Gleich der nächste Satz lässt erahnen, was man sich unter faktenbasierter Bildung vorstellen könnte: „Förderung traditioneller Werte. Die Vermittlung der österreichischen Lebensart (heimatliche Traditionen und Feste im Jahreskreis) in der Schule wird forciert.“ Unmittelbar danach folgen, als hätte man es noch nicht hinlänglich erwähnt, der Hinweis auf ein Gender-Verbot in Texten sowie auf eine „weltanschaulich neutrale Sexualerziehung“. Interessant ist die folgende Passage über ein auch religiös-weltanschaulich neutrales Verhalten, einschließlich religiöser Symbole, und man fragt sich (ohne eine Antwort zu finden), ob damit auch katholische Symbole gemeint sind.

Digitalisierung, aber bitte analog

Ein klein wenig unentschieden wirkt die Idee, weniger Digitalisierung und mehr haptisches Lernen ins Programm zu nehmen – bei gleichzeitiger Stärkung digitaler Kompetenzen, inklusive der Auseinandersetzung mit Künstlicher Intelligenz.
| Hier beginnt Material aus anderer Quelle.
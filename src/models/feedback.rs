//! User feedback models.

use serde::{Deserialize, Serialize};

#[derive(Debug, Clone, Copy, PartialEq, Eq, Serialize, Deserialize)]
#[serde(rename_all = "snake_case")]
pub enum FeedbackCategory {
    General,
    BugReport,
    FeatureRequest,
    UiUx,
    TestQuality,
    Performance,
    Other,
}

/// New feedback payload.
///
/// The message is validated locally before any request is sent; see
/// `ApiClient::submit_feedback`.
#[derive(Debug, Clone, Serialize)]
pub struct FeedbackCreate {
    pub category: FeedbackCategory,
    /// 1-5 stars
    #[serde(skip_serializing_if = "Option::is_none")]
    pub rating: Option<i32>,
    pub message: String,
    #[serde(skip_serializing_if = "Option::is_none")]
    pub app_version: Option<String>,
    #[serde(skip_serializing_if = "Option::is_none")]
    pub device_info: Option<String>,
}

#[derive(Debug, Clone, Deserialize)]
pub struct FeedbackSubmitted {
    pub success: bool,
    pub message: String,
    pub feedback_id: i64,
}

#[derive(Debug, Clone, Deserialize)]
pub struct Feedback {
    pub id: i64,
    pub user_id: i64,
    pub category: String,
    pub rating: Option<i32>,
    pub message: String,
    pub status: String,
    pub app_version: Option<String>,
    pub device_info: Option<String>,
    pub created_at: Option<String>,
    pub updated_at: Option<String>,
}

#[derive(Debug, Clone, Deserialize)]
pub struct FeedbackList {
    pub feedbacks: Vec<Feedback>,
    pub total: i64,
    pub page: i64,
    pub per_page: i64,
    #[serde(default)]
    pub total_pages: i64,
}
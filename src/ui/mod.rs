//! User-facing output
//!
//! - `json` - NDJSON events for `--json`
//! - `output` - human-readable rendering
//! - `terminal` - capability detection

pub mod json;
pub mod output;
pub mod terminal;

use crate::ui::json::events::{CompleteEvent, ErrorEvent};
use crate::ui::output::{error_code, error_help, render_error, Icons};

/// Report a command failure on the channel the user asked for
pub fn print_error(command: &str, err: &anyhow::Error, json: bool) {
    if json {
        let event = ErrorEvent::new(command, error_code(err), format!("{:#}", err))
            .with_help(error_help(err));
        let _ = json::emit_event(&event);
        let _ = json::emit_event(&CompleteEvent::failure(command));
        return;
    }
    eprint!("{}", render_error(&Icons::detect(), err));
}
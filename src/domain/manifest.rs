//! Build manifest
//!
//! An ordered list of copy/compile/bundle instructions, built fresh for every
//! invocation and never persisted.

use std::path::PathBuf;

use serde::Serialize;

use super::asset::AssetKind;
use super::build_phase::BuildPhase;

#[derive(Debug, Clone, Copy, PartialEq, Eq, Serialize)]
#[serde(rename_all = "lowercase")]
pub enum BuildAction {
    /// Recursive copy, overwriting on conflict
    Copy,
    /// Stylesheet compilation
    Compile,
    /// Script bundling
    Bundle,
}

#[derive(Debug, Clone, PartialEq, Eq, Serialize)]
pub struct BuildInstruction {
    pub phase: BuildPhase,
    pub kind: AssetKind,
    pub action: BuildAction,
    pub source: PathBuf,
    pub destination: PathBuf,
}

#[derive(Debug, Clone, Default, PartialEq, Eq, Serialize)]
pub struct BuildManifest {
    instructions: Vec<BuildInstruction>,
}

impl BuildManifest {
    pub fn new() -> Self {
        Self::default()
    }

    pub fn push(&mut self, instruction: BuildInstruction) {
        self.instructions.push(instruction);
    }

    pub fn copy(
        &mut self,
        phase: BuildPhase,
        kind: AssetKind,
        source: impl Into<PathBuf>,
        destination: impl Into<PathBuf>,
    ) {
        self.push(BuildInstruction {
            phase,
            kind,
            action: BuildAction::Copy,
            source: source.into(),
            destination: destination.into(),
        });
    }

    pub fn instructions(&self) -> &[BuildInstruction] {
        &self.instructions
    }

    /// Instructions belonging to one phase, in manifest order
    pub fn for_phase(&self, phase: BuildPhase) -> impl Iterator<Item = &BuildInstruction> {
        self.instructions.iter().filter(move |i| i.phase == phase)
    }

    pub fn len(&self) -> usize {
        self.instructions.len()
    }

    pub fn is_empty(&self) -> bool {
        self.instructions.is_empty()
    }
}
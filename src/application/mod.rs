//! Application Layer
//!
//! Use cases that orchestrate domain logic and infrastructure.
//!
//! - `build` - assemble the distribution tree
//! - `harness` - run access-flow scenarios against a browser

pub mod build;
pub mod harness;

pub use build::{AssetBuilder, BuildOptions, BuildReport};
pub use harness::{HarnessReport, ScenarioOutcome, ScenarioRunner, StepRegistry};
//! Vendor registry port
//!
//! Maps a vendor package's logical name to its stylesheets directory.

use std::path::PathBuf;

use crate::domain::vendor::VendorPackage;
use crate::error::{PdsError, PdsResult};

pub trait VendorRegistry {
    /// Stylesheets directory registered for `name`
    fn stylesheets_dir(&self, name: &str) -> Option<PathBuf>;

    /// All registered names, sorted
    fn names(&self) -> Vec<String>;

    /// Resolve a single package; an unregistered name is fatal.
    fn resolve(&self, name: &str) -> PdsResult<VendorPackage> {
        self.stylesheets_dir(name)
            .map(|dir| VendorPackage::new(name, dir))
            .ok_or_else(|| PdsError::UnknownVendor {
                name: name.to_string(),
                known: self.names().join(", "),
            })
    }

    /// Resolve packages in the given order, stopping at the first unknown name
    fn resolve_all(&self, names: &[String]) -> PdsResult<Vec<VendorPackage>> {
        names.iter().map(|name| self.resolve(name)).collect()
    }
}
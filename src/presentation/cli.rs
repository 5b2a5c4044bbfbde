//! CLI Argument Parsing
//!
//! Global flags (`--json`, `--verbose`, `--config`, `--project`) are inherited
//! by all subcommands. Flags override environment variables, which override
//! configuration files.

use std::path::PathBuf;

use clap::{Parser, Subcommand};

use crate::config::{Config, ImageStaging};
use crate::domain::ports::OutputStyle;
use crate::domain::scenario::Campus;

/// pds-site - library login site assets and access checks
#[derive(Parser, Debug)]
#[command(name = "pds-site")]
#[command(author, version, about, long_about = None)]
pub struct Cli {
    /// Emit NDJSON events on stdout
    #[arg(long, global = true)]
    pub json: bool,

    /// Verbosity level (-v, -vv)
    #[arg(short, long, action = clap::ArgAction::Count, global = true)]
    pub verbose: u8,

    /// Configuration file (defaults to ./pds.toml, then the user config)
    #[arg(long, global = true)]
    pub config: Option<PathBuf>,

    /// Project root
    #[arg(short = 'C', long, global = true, default_value = ".")]
    pub project: PathBuf,

    #[command(subcommand)]
    pub command: Commands,
}

#[derive(Subcommand, Debug)]
pub enum Commands {
    /// Compile stylesheets, bundle scripts and publish dist/
    Build(BuildArgs),

    /// Resolve configured vendor packages and print their paths
    Vendors,

    /// Run access-flow scenarios from a YAML file
    Scenarios(ScenarioArgs),
}

impl Commands {
    /// Name used in JSON events
    pub fn name(&self) -> &'static str {
        match self {
            Commands::Build(_) => "build",
            Commands::Vendors => "vendors",
            Commands::Scenarios(_) => "scenarios",
        }
    }
}

#[derive(clap::Args, Debug, Default)]
pub struct BuildArgs {
    /// Distribution directory
    #[arg(long)]
    pub dist: Option<PathBuf>,

    /// Vendor package to include (repeatable; replaces the configured list)
    #[arg(long = "vendor")]
    pub vendors: Vec<String>,

    /// Where vendor images are staged: working-tree or dist
    #[arg(long)]
    pub image_staging: Option<ImageStaging>,

    /// Publish existing assets/css instead of compiling stylesheets
    #[arg(long)]
    pub no_compile: bool,

    /// Compressed CSS output
    #[arg(long)]
    pub compressed: bool,
}

impl BuildArgs {
    /// Apply flags on top of a resolved configuration
    pub fn apply(&self, mut config: Config) -> Config {
        if let Some(dist) = &self.dist {
            config.build.dist_dir = dist.clone();
        }
        if !self.vendors.is_empty() {
            config.build.vendors = self.vendors.clone();
        }
        if let Some(staging) = self.image_staging {
            config.build.image_staging = staging;
        }
        if self.no_compile {
            config.build.compile_stylesheets = false;
        }
        if self.compressed {
            config.build.output_style = OutputStyle::Compressed;
        }
        config
    }
}

#[derive(clap::Args, Debug)]
pub struct ScenarioArgs {
    /// Scenario file
    pub file: PathBuf,

    /// Where this run happens from: on or off
    #[arg(long)]
    pub campus: Option<Campus>,

    /// Only run scenarios whose name contains this text
    #[arg(long)]
    pub scenario: Option<String>,

    /// Credentials file
    #[arg(long)]
    pub credentials: Option<PathBuf>,

    /// Top-level key of the credentials file
    #[arg(long)]
    pub environment: Option<String>,

    /// Keep cookies between scenarios unless a scenario asks to be logged out
    #[arg(long)]
    pub share_session: bool,
}

impl ScenarioArgs {
    pub fn apply(&self, mut config: Config) -> Config {
        if let Some(campus) = self.campus {
            config.harness.campus = Some(campus);
        }
        if let Some(file) = &self.credentials {
            config.harness.credentials_file = file.clone();
        }
        if let Some(env) = &self.environment {
            config.harness.environment = Some(env.clone());
        }
        config
    }
}
//! Isolated environment for running the pds-site binary.

use std::path::{Path, PathBuf};
use std::process::{Command, Output};

use tempfile::TempDir;

/// Result of running a pds-site command
#[derive(Debug)]
pub struct TestResult {
    pub success: bool,
    pub exit_code: i32,
    pub stdout: String,
    pub stderr: String,
}

impl TestResult {
    /// Combine stdout and stderr
    pub fn combined_output(&self) -> String {
        format!("{}\n{}", self.stdout, self.stderr)
    }

    /// Parse stdout as NDJSON events
    pub fn events(&self) -> Vec<serde_json::Value> {
        self.stdout
            .lines()
            .filter(|l| !l.trim().is_empty())
            .map(|l| {
                serde_json::from_str(l)
                    .unwrap_or_else(|e| panic!("stdout line is not JSON ({}): {}", e, l))
            })
            .collect()
    }

    /// Events with the given `event` field
    pub fn events_named(&self, name: &str) -> Vec<serde_json::Value> {
        self.events()
            .into_iter()
            .filter(|e| e["event"] == name)
            .collect()
    }
}

/// Project and home directories that vanish with the test
pub struct TestEnv {
    pub project_root: TempDir,
    pub home_dir: TempDir,
    bin: PathBuf,
}

impl TestEnv {
    pub fn new() -> Self {
        Self {
            project_root: tempfile::tempdir().expect("Failed to create project dir"),
            home_dir: tempfile::tempdir().expect("Failed to create home dir"),
            bin: PathBuf::from(env!("CARGO_BIN_EXE_pds-site")),
        }
    }

    /// Get path relative to project root
    pub fn project_path(&self, relative: &str) -> PathBuf {
        self.project_root.path().join(relative)
    }

    /// Write a file to the project directory
    pub fn write_project_file(&self, relative: &str, content: &str) {
        let full_path = self.project_path(relative);
        if let Some(parent) = full_path.parent() {
            std::fs::create_dir_all(parent).expect("Failed to create directories");
        }
        std::fs::write(&full_path, content).expect("Failed to write file");
    }

    pub fn read_project_file(&self, relative: &str) -> String {
        std::fs::read_to_string(self.project_path(relative))
            .unwrap_or_else(|e| panic!("Failed to read {}: {}", relative, e))
    }

    /// Run pds-site from the project root
    pub fn run(&self, args: &[&str]) -> TestResult {
        self.run_with_env(args, &[])
    }

    /// Run pds-site from the project root with extra env vars
    pub fn run_with_env(&self, args: &[&str], env_vars: &[(&str, &str)]) -> TestResult {
        self.run_from_with_env(self.project_root.path(), args, env_vars)
    }

    pub fn run_from_with_env(
        &self,
        cwd: &Path,
        args: &[&str],
        env_vars: &[(&str, &str)],
    ) -> TestResult {
        let mut cmd = Command::new(&self.bin);
        cmd.current_dir(cwd)
            .args(args)
            .env("HOME", self.home_dir.path())
            .env("XDG_CONFIG_HOME", self.home_dir.path().join(".config"))
            .env_remove("RUST_LOG")
            .env("NO_COLOR", "1");

        for (key, _) in std::env::vars() {
            if key.starts_with("PDS_") {
                cmd.env_remove(key);
            }
        }
        for (key, value) in env_vars {
            cmd.env(key, value);
        }

        let output = cmd.output().expect("Failed to execute pds-site");
        to_result(output)
    }
}

fn to_result(output: Output) -> TestResult {
    TestResult {
        success: output.status.success(),
        exit_code: output.status.code().unwrap_or(-1),
        stdout: String::from_utf8_lossy(&output.stdout).to_string(),
        stderr: String::from_utf8_lossy(&output.stderr).to_string(),
    }
}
Natürlich enthalten die Verhandlungsprotokolle eine Vielzahl weiterer Stichworte, Pläne und Vorhaben, die auf rund 20 Seiten aufgelistet sind – zu Sicherheit an den Schulen, Ausbildung von Lehrkräften, Drittmitteln an den Universitäten, internationalem Studienaustausch, vermehrter Ausbildung von Medizinern und Stärkung unterbesetzter Fächer wie Pathologie und Anästhesie. Es ist keineswegs so, dass alles nach Rückschritt, provinziellem Denken, nach einer Abneigung gegenüber rationalem Denken oder gar nach Wissensfeindlichkeit klingt. Teils überrascht sogar das klare Bekenntnis zu mehr Grundlagenforschung im internationalen Austausch und zu Disziplinen mit eindeutigem, sehr langfristigem Zukunftspotenzial. Ebenso überrascht das zumindest auf dem Papier bestehende Bekenntnis zur Stärkung bereits bestehender öffentlicher Institutionen zur Wissenschaftsvermittlung – auch wenn gleichzeitig beim Lesen der Protokolle stets der Gedanke mitschwingt, welche Fachgebiete denn auf welche Weise entideologisiert werden sollen.

Und man fragt sich überdies, ob Trachten- und Brauchtumskunde sowie Gendersternchen-Phobie und Blümchensexunterricht das optimale Fundament für spätere Spitzenwissenschaft bilden. Sonst gebricht es in dem Papier weitgehend an den wirklich großen und greifbaren Ideen für die Schulen.